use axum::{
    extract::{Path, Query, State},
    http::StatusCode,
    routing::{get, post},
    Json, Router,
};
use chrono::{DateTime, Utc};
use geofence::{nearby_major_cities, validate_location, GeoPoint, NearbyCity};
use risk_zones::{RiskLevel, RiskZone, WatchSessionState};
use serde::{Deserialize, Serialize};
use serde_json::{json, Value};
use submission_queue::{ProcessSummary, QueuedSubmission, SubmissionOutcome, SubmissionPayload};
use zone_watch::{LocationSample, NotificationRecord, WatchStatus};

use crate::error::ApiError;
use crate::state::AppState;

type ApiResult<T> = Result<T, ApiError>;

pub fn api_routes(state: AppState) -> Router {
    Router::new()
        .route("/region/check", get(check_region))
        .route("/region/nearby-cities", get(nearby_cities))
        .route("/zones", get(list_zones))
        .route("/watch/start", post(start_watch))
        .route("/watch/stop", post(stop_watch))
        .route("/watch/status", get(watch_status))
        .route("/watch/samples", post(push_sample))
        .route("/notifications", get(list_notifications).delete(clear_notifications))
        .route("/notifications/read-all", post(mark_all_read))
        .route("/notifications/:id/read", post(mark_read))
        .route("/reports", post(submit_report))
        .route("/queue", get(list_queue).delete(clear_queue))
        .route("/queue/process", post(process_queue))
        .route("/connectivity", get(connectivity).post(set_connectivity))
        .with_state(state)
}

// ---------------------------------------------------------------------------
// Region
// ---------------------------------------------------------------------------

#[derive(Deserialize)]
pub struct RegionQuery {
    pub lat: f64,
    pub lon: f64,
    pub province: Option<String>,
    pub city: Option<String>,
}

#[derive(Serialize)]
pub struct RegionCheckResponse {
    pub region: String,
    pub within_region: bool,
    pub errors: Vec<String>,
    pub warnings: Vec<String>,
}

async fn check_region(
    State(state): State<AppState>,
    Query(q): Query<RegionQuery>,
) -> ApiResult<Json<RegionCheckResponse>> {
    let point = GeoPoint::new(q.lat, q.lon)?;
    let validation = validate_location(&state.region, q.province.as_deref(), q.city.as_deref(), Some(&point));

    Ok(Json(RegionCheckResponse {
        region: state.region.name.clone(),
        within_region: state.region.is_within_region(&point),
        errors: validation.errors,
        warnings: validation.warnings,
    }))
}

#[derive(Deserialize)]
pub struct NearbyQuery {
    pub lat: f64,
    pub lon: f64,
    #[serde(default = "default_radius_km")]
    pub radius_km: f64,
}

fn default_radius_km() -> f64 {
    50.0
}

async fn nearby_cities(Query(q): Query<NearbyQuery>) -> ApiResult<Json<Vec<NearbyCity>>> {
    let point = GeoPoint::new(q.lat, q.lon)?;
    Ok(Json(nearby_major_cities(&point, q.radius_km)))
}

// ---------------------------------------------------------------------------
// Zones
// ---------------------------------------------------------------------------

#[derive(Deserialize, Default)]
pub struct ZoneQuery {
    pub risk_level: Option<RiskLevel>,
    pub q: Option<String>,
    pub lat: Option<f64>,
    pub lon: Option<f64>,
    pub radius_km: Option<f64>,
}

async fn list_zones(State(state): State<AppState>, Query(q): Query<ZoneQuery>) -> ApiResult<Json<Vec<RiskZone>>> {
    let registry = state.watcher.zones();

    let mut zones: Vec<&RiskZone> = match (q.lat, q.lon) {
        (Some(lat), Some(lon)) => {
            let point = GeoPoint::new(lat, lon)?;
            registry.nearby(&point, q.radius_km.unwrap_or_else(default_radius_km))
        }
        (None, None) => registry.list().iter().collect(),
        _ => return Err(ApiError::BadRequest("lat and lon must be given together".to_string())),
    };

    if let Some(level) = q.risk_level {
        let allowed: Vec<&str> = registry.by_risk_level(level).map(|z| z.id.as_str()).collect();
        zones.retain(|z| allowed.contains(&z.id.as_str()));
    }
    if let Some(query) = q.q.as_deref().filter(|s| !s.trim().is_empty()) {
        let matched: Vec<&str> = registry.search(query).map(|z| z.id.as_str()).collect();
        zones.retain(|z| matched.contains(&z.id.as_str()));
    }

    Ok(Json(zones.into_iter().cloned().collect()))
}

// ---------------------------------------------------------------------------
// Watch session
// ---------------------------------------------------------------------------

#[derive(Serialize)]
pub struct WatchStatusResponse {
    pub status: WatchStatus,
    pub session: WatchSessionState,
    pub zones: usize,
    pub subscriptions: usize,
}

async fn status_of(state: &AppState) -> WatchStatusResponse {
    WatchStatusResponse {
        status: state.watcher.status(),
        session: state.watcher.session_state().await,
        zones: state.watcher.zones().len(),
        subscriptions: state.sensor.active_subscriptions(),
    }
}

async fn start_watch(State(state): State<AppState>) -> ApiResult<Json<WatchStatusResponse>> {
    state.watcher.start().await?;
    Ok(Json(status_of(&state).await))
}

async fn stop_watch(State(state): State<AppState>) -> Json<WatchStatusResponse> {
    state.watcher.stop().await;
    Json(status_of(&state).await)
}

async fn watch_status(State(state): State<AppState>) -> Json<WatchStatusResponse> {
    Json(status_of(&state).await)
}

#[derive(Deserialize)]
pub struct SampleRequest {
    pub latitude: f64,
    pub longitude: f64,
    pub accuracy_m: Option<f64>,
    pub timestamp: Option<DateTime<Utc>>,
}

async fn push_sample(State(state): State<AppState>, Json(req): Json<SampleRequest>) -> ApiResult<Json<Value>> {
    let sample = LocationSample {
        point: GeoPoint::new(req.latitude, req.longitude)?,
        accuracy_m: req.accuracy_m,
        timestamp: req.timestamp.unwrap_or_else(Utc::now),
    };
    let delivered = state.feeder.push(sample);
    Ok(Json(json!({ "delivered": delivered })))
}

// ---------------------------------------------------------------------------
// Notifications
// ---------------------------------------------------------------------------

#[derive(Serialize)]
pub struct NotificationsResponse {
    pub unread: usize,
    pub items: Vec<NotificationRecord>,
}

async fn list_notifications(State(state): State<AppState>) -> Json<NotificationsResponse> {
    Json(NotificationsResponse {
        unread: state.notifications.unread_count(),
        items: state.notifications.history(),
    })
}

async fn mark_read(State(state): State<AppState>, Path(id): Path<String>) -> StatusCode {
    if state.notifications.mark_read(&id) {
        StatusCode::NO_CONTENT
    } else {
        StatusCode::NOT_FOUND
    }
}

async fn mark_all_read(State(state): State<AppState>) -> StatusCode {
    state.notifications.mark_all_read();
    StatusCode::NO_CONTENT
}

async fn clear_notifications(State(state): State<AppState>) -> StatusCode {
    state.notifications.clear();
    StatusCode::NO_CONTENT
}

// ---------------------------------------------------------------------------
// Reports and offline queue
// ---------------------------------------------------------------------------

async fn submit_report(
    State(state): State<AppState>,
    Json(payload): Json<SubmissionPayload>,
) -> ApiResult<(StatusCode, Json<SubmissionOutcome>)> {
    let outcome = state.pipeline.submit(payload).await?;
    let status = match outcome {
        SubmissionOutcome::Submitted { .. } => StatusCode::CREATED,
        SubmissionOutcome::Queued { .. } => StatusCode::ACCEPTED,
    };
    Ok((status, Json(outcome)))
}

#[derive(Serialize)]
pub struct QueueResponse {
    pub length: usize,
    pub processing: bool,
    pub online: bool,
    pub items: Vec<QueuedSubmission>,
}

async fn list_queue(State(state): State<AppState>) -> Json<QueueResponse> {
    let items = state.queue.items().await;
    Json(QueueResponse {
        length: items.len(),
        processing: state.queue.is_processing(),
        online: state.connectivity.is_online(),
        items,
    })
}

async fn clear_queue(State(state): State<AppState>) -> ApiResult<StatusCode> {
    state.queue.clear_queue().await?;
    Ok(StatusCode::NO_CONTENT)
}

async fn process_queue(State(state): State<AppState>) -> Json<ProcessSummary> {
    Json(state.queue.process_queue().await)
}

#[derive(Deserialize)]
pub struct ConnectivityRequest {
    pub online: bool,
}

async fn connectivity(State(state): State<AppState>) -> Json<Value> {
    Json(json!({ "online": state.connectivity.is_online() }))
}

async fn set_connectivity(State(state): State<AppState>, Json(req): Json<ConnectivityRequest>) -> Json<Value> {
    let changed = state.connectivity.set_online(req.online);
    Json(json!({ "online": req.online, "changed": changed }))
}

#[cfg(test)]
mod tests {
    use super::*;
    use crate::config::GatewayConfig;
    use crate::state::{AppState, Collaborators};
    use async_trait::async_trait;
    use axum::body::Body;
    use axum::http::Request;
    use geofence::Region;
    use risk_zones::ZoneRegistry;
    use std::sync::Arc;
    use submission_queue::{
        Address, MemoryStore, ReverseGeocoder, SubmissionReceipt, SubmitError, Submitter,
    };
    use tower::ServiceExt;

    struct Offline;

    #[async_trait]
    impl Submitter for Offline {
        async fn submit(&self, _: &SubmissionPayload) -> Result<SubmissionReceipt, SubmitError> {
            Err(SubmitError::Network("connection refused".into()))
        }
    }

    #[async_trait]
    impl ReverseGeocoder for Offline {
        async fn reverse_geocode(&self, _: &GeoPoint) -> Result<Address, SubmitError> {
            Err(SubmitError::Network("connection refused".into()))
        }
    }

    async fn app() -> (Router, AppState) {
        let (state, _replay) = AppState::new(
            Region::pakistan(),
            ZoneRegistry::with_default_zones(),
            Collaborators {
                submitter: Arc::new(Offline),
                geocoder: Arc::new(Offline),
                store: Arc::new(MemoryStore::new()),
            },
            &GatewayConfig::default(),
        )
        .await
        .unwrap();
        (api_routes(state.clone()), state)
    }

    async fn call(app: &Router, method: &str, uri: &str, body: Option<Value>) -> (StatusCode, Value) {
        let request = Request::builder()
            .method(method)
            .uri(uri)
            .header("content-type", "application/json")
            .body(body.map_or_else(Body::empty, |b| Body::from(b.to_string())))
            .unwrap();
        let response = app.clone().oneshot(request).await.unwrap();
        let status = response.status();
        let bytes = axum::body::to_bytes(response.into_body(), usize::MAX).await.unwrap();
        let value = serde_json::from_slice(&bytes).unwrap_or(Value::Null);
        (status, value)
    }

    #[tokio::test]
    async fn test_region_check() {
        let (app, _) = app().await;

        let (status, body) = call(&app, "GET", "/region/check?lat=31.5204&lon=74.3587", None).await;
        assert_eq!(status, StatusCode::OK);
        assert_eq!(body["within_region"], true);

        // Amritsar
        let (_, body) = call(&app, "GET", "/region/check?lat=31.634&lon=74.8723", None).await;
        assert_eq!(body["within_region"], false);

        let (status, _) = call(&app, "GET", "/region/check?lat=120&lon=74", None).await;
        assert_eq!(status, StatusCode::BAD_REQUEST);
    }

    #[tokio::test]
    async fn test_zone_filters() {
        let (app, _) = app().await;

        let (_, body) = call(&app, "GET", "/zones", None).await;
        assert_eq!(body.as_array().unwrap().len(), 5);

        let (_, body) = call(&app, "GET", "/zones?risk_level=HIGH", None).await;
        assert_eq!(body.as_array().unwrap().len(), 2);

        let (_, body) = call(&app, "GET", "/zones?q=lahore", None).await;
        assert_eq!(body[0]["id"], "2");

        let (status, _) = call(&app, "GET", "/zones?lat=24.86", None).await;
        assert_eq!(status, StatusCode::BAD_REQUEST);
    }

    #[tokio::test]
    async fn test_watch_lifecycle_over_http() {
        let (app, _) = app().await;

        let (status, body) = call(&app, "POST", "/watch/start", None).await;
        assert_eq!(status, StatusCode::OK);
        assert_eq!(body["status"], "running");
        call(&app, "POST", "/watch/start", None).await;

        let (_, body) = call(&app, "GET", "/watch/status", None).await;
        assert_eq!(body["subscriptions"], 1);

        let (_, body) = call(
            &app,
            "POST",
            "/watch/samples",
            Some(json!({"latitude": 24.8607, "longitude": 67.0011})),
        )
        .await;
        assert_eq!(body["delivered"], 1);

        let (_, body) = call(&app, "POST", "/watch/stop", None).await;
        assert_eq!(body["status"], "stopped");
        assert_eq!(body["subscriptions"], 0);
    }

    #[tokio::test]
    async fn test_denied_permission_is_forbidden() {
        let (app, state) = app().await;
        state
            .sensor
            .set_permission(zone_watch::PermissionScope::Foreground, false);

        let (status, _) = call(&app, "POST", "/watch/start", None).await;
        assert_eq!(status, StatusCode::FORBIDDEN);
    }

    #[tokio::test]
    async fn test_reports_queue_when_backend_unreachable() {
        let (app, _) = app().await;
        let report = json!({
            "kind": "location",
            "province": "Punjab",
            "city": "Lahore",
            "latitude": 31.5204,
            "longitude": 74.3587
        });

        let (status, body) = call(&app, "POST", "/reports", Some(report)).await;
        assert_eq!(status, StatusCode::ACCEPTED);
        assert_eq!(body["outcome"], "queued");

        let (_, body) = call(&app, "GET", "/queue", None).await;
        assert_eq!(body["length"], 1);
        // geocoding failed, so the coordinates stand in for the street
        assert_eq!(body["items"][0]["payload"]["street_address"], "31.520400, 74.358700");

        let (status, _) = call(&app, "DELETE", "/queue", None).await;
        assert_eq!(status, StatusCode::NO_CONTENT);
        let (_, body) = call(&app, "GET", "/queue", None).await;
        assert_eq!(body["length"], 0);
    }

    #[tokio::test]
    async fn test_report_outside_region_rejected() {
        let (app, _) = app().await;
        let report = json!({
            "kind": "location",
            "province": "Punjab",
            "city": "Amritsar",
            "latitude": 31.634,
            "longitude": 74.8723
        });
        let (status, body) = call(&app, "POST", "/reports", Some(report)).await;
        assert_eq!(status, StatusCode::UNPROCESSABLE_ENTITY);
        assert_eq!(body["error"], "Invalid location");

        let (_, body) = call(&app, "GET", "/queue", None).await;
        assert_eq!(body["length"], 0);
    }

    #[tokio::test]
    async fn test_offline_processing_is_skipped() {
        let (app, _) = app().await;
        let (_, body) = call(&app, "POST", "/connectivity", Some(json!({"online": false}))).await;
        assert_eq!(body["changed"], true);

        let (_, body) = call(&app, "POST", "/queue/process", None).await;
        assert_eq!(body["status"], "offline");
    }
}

● ● ● ● ●

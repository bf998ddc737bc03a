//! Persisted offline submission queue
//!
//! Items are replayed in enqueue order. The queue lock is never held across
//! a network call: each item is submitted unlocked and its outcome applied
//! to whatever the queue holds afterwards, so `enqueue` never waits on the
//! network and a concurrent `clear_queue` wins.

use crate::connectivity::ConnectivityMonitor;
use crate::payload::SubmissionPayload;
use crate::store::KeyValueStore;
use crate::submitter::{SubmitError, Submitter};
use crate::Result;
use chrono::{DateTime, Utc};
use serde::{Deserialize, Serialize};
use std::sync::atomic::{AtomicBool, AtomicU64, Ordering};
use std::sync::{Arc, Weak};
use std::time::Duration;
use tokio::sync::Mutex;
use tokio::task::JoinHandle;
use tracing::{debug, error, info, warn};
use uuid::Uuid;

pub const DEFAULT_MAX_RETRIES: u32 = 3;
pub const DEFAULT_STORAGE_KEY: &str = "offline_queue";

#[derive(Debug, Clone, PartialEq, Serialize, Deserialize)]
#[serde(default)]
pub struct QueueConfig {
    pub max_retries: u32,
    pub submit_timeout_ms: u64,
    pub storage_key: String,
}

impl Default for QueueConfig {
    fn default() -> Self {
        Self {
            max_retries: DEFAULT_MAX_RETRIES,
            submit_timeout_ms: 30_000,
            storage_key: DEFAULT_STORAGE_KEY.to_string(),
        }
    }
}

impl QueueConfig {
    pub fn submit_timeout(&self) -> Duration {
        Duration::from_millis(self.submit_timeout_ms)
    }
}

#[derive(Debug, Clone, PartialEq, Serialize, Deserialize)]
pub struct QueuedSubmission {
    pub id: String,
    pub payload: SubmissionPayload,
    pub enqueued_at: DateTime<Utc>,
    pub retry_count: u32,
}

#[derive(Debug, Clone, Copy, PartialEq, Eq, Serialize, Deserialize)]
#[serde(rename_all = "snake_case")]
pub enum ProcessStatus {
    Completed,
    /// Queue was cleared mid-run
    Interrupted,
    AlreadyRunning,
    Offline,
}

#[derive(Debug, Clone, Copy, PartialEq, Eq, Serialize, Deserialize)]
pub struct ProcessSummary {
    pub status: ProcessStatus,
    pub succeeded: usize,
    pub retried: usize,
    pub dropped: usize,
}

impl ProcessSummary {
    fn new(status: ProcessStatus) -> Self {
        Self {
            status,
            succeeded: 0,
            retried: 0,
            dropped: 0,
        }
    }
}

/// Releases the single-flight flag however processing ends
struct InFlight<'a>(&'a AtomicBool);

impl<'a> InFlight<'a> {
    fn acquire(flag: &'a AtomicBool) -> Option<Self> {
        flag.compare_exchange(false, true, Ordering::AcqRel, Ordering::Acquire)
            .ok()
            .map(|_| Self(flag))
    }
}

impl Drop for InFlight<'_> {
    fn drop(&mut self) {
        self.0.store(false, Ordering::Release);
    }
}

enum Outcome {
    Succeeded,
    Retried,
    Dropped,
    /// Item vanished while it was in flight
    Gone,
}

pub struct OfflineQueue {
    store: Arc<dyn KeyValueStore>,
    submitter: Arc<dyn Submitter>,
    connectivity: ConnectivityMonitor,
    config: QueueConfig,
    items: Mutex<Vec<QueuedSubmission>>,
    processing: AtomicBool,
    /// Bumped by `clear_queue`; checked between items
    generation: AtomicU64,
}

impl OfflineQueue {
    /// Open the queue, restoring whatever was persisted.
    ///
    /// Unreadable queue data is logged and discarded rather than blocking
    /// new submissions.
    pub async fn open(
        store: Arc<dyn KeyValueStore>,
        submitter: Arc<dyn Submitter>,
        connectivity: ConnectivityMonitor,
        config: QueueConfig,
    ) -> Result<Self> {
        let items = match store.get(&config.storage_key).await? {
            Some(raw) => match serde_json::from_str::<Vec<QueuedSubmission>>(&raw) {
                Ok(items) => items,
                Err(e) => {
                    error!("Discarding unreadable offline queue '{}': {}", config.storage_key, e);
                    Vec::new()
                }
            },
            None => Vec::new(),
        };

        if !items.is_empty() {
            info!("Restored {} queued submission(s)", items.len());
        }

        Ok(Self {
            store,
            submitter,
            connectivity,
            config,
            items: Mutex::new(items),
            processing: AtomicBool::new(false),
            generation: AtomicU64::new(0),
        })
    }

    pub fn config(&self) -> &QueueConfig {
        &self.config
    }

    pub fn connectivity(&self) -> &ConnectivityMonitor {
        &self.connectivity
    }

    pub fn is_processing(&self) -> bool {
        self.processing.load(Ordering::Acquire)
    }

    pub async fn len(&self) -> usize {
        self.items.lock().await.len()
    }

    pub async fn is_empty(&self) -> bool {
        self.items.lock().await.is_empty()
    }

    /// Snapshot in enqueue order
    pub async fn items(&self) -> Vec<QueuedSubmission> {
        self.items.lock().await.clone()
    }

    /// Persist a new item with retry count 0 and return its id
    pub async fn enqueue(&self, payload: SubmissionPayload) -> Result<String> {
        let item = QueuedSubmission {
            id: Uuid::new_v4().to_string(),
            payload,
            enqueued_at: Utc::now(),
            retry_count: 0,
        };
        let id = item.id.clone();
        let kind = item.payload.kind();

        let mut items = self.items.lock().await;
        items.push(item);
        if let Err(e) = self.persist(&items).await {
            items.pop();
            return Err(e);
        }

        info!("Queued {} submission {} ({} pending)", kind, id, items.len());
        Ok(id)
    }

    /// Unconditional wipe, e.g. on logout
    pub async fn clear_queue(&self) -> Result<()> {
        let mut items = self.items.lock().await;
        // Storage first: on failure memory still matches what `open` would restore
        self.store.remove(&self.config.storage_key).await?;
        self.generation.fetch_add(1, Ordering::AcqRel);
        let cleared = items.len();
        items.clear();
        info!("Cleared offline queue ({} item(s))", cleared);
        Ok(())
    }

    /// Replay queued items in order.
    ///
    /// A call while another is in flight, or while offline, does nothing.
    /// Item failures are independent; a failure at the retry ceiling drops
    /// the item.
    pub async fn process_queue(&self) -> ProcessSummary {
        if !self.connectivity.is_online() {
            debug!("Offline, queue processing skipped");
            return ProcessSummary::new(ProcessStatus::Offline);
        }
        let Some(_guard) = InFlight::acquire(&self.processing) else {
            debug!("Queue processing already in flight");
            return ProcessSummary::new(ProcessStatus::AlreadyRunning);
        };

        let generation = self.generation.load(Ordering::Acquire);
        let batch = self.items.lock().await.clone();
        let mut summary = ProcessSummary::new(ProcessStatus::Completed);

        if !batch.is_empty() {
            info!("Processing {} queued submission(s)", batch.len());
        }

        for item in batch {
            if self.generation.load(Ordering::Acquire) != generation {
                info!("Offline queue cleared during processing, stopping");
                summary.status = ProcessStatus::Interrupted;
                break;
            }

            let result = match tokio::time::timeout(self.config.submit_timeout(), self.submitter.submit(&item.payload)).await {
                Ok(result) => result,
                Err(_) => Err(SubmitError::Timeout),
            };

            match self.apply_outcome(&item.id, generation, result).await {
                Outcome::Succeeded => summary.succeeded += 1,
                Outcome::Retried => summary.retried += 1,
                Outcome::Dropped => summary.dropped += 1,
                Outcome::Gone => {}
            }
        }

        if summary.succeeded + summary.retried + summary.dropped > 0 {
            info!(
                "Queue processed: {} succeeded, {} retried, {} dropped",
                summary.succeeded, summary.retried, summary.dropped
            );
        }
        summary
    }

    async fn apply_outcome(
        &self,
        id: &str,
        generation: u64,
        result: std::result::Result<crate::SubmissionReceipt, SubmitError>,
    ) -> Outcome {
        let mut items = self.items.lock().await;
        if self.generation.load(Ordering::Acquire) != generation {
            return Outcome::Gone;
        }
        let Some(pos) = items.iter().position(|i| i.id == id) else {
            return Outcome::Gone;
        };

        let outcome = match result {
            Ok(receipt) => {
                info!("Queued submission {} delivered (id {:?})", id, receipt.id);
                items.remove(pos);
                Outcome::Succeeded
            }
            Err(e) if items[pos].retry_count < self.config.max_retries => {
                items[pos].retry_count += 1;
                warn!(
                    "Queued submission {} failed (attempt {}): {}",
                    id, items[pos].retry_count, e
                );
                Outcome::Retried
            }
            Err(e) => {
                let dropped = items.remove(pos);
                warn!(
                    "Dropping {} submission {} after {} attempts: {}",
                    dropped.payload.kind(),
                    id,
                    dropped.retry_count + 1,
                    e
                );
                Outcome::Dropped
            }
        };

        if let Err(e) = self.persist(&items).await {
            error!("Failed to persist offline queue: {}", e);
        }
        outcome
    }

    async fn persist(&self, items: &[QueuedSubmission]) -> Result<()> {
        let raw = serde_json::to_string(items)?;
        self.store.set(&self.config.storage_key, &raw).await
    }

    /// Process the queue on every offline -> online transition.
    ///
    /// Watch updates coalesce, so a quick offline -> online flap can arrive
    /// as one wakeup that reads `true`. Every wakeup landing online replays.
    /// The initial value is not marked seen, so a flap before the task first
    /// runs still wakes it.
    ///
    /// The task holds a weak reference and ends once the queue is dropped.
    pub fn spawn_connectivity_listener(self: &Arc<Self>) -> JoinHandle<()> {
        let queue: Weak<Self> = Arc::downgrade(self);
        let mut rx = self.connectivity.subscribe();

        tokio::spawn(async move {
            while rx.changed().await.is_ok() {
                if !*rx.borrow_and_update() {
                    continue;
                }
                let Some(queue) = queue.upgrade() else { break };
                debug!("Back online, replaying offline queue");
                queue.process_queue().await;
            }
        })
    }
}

● ● ● ● ●

Brief » Say how many lines in the data hold the string "warnings". No other content should accompany the number.

Completed exercise » 2